§ **What the task asks**
Could you say how many lines below contain the word "info"? Give the number with no other text.

§ **Collected data entries**
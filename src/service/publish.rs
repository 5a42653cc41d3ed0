use crate::api::youtube::{YoutubeApi, YoutubeUrls, video_url};
use crate::api::{http_client, oauth_http_client};
use crate::config::{Config, DEFAULT_VIDEO_FOLDER};
use crate::error::CompyleError;
use crate::google_oauth::GoogleOauthService;
use crate::service::edit::METADATA_FILE;
use crate::service::files;
use crate::types::video::{PrivacyStatus, VideoMetadata};
use std::fs;
use std::path::{Path, PathBuf};
use tracing::{info, warn};
use url::Url;

#[derive(Debug, Clone, Default)]
pub struct PublishOptions {
    pub input: Option<PathBuf>,
    pub privacy: Option<PrivacyStatus>,
    pub category: Option<String>,
}

/// The metadata file for `input`: the file itself, the one in the directory,
/// or the one of the most recent output directory.
pub fn resolve_metadata(input: &Path) -> Result<PathBuf, CompyleError> {
    if input.is_file() {
        return Ok(input.to_path_buf());
    }
    let direct = input.join(METADATA_FILE);
    if direct.is_file() {
        return Ok(direct);
    }
    if input.is_dir() {
        if let Some(dir) = files::latest_entry(input, |p| p.join(METADATA_FILE).is_file())? {
            return Ok(dir.join(METADATA_FILE));
        }
    }
    Err(CompyleError::NothingToLoad(input.to_path_buf()))
}

pub fn load_metadata(path: &Path) -> Result<VideoMetadata, CompyleError> {
    Ok(serde_json::from_str(&fs::read_to_string(path)?)?)
}

/// Fail unless `id` is a YouTube category, listing the assignable ones of
/// `region_code` in the error.
pub async fn ensure_category(
    youtube: &YoutubeApi,
    id: &str,
    region_code: &str,
) -> Result<(), CompyleError> {
    if youtube.is_category(id).await? {
        return Ok(());
    }
    let available: Vec<String> = youtube
        .get_categories(region_code)
        .await?
        .into_iter()
        .map(|c| format!("{} ({})", c.id, c.title))
        .collect();
    Err(CompyleError::ConfigValidation(format!(
        "unknown YouTube category `{id}`; assignable in {region_code}: {}",
        available.join(", ")
    )))
}

/// Upload the latest (or given) compilation and return its YouTube URL.
pub async fn publish(config: &Config, options: PublishOptions) -> Result<String, CompyleError> {
    let input = options
        .input
        .unwrap_or_else(|| PathBuf::from(DEFAULT_VIDEO_FOLDER));
    let metadata_path = resolve_metadata(&input)?;
    let mut metadata = load_metadata(&metadata_path)?;
    if let Some(privacy) = options.privacy {
        metadata.privacy_status = privacy;
    }
    if let Some(category) = options.category {
        metadata.category_id = category;
    }
    if let Some(id) = metadata.youtube_id.as_deref() {
        warn!(path = %metadata_path.display(), video_id = %id, "compilation already published");
        return Ok(video_url(id));
    }
    let dir = metadata_path
        .parent()
        .map(Path::to_path_buf)
        .unwrap_or_default();

    let (client_id, client_secret) = config.youtube_credentials()?;
    let mut youtube = YoutubeApi::new(http_client()?, &YoutubeUrls::default())?;
    let redirect_url = Url::parse(&config.youtube_app_redirect_uri)?;
    let oauth = GoogleOauthService::new(
        youtube.oauth_endpoints(&client_id, &client_secret, redirect_url.clone())?,
        oauth_http_client()?,
        redirect_url,
        config.youtube_token_path.clone(),
        config.youtube_app_email_address.clone(),
    );
    let token = oauth.access_token().await?;
    youtube.set_access_token(token.access_token);

    ensure_category(&youtube, &metadata.category_id, &config.settings.region_code).await?;

    let video_id = youtube.upload_video(&metadata, &dir).await?;
    metadata.youtube_id = Some(video_id.clone());
    fs::write(&metadata_path, serde_json::to_string_pretty(&metadata)?)?;

    let url = video_url(&video_id);
    info!(url = %url, privacy = %metadata.privacy_status, "video published");
    Ok(url)
}
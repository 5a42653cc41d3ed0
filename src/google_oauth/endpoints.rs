use crate::error::CompyleError;

use oauth2::{
    AuthUrl, AuthorizationCode, ClientId, ClientSecret, CsrfToken, EndpointNotSet, EndpointSet,
    PkceCodeChallenge, PkceCodeVerifier, RedirectUrl, RefreshToken, Scope, TokenUrl,
    basic::{BasicClient, BasicTokenResponse},
};
use tracing::info;
use url::Url;

pub const GOOGLE_AUTH_URL: &str = "https://accounts.google.com/o/oauth2";
pub const GOOGLE_TOKEN_URL: &str = "https://oauth2.googleapis.com";
pub const YOUTUBE_UPLOAD_SCOPE: &str = "https://www.googleapis.com/auth/youtube.upload";

pub type GoogleOauth2Client =
    BasicClient<EndpointSet, EndpointNotSet, EndpointNotSet, EndpointNotSet, EndpointSet>;

/// Google OAuth endpoints for an installed application.
pub struct GoogleOauthEndpoints {
    client: GoogleOauth2Client,
}

/// Consent URL with the secrets needed to finish the flow.
pub struct AuthorizeRequest {
    pub url: Url,
    pub csrf: CsrfToken,
    pub pkce_verifier: PkceCodeVerifier,
}

impl GoogleOauthEndpoints {
    pub fn new(
        client_id: &str,
        client_secret: &str,
        auth_url: Url,
        token_url: Url,
        redirect_url: Url,
    ) -> Self {
        let client = BasicClient::new(ClientId::new(client_id.to_string()))
            .set_client_secret(ClientSecret::new(client_secret.to_string()))
            .set_auth_uri(AuthUrl::from_url(auth_url))
            .set_token_uri(TokenUrl::from_url(token_url))
            .set_redirect_uri(RedirectUrl::from_url(redirect_url));
        Self { client }
    }

    /// Build the consent URL requesting offline upload access.
    pub fn authorize_url(&self, login_hint: Option<&str>) -> AuthorizeRequest {
        let (challenge, pkce_verifier) = PkceCodeChallenge::new_random_sha256();
        let mut request = self
            .client
            .authorize_url(CsrfToken::new_random)
            .add_scope(Scope::new(YOUTUBE_UPLOAD_SCOPE.to_string()))
            .add_extra_param("access_type", "offline")
            .add_extra_param("include_granted_scopes", "true")
            .add_extra_param("prompt", "consent")
            .set_pkce_challenge(challenge);
        if let Some(hint) = login_hint.filter(|h| !h.is_empty()) {
            request = request.add_extra_param("login_hint", hint.to_string());
        }
        let (url, csrf) = request.url();
        AuthorizeRequest {
            url,
            csrf,
            pkce_verifier,
        }
    }

    pub async fn exchange_authorization_code(
        &self,
        code: AuthorizationCode,
        pkce_verifier: PkceCodeVerifier,
        http_client: &reqwest::Client,
    ) -> Result<BasicTokenResponse, CompyleError> {
        let token = self
            .client
            .exchange_code(code)
            .set_pkce_verifier(pkce_verifier)
            .request_async(http_client)
            .await?;
        info!("Google authorization code exchanged");
        Ok(token)
    }

    /// Refresh the access token using the stored refresh token.
    pub async fn refresh_access_token(
        &self,
        refresh_token: &str,
        http_client: &reqwest::Client,
    ) -> Result<BasicTokenResponse, CompyleError> {
        let token = self
            .client
            .exchange_refresh_token(&RefreshToken::new(refresh_token.to_string()))
            .request_async(http_client)
            .await?;
        info!("Google access token refreshed");
        Ok(token)
    }
}
use crate::types::clip::Clip;

/// Longest selection rearranged; the search is exponential in the worst case.
pub const MAX_REARRANGE_LEN: usize = 15;

/// Reorder `items` so that no two neighbours share the same key.
///
/// Elements before `start` stay in place. Returns `false` when no such order
/// exists, in which case `items` is left exactly as it was.
pub fn rearrange<T, K, F>(items: &mut [T], key: F, start: usize) -> bool
where
    K: PartialEq,
    F: Fn(&T) -> K,
{
    if items.len() < 3 {
        return true;
    }
    dfs(items, &key, start)
}

fn dfs<T, K, F>(items: &mut [T], key: &F, i: usize) -> bool
where
    K: PartialEq,
    F: Fn(&T) -> K,
{
    if i >= items.len() {
        return true;
    }

    if (i == 0 || key(&items[i - 1]) != key(&items[i])) && dfs(items, key, i + 1) {
        return true;
    }

    for j in i + 1..items.len() {
        if i == 0 || key(&items[i - 1]) != key(&items[j]) {
            items.swap(i, j);
            if dfs(items, key, i + 1) {
                return true;
            }
            items.swap(i, j);
        }
    }
    false
}

/// Avoid the same broadcaster twice in a row, keeping the top clip first.
/// Selections of `max_len` clips or more are returned unchanged.
pub fn rearrange_clips(mut clips: Vec<Clip>, max_len: usize) -> Vec<Clip> {
    if clips.len() < max_len {
        rearrange(&mut clips, |c: &Clip| c.broadcaster_name.clone(), 1);
    }
    clips
}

§ **Task response**
5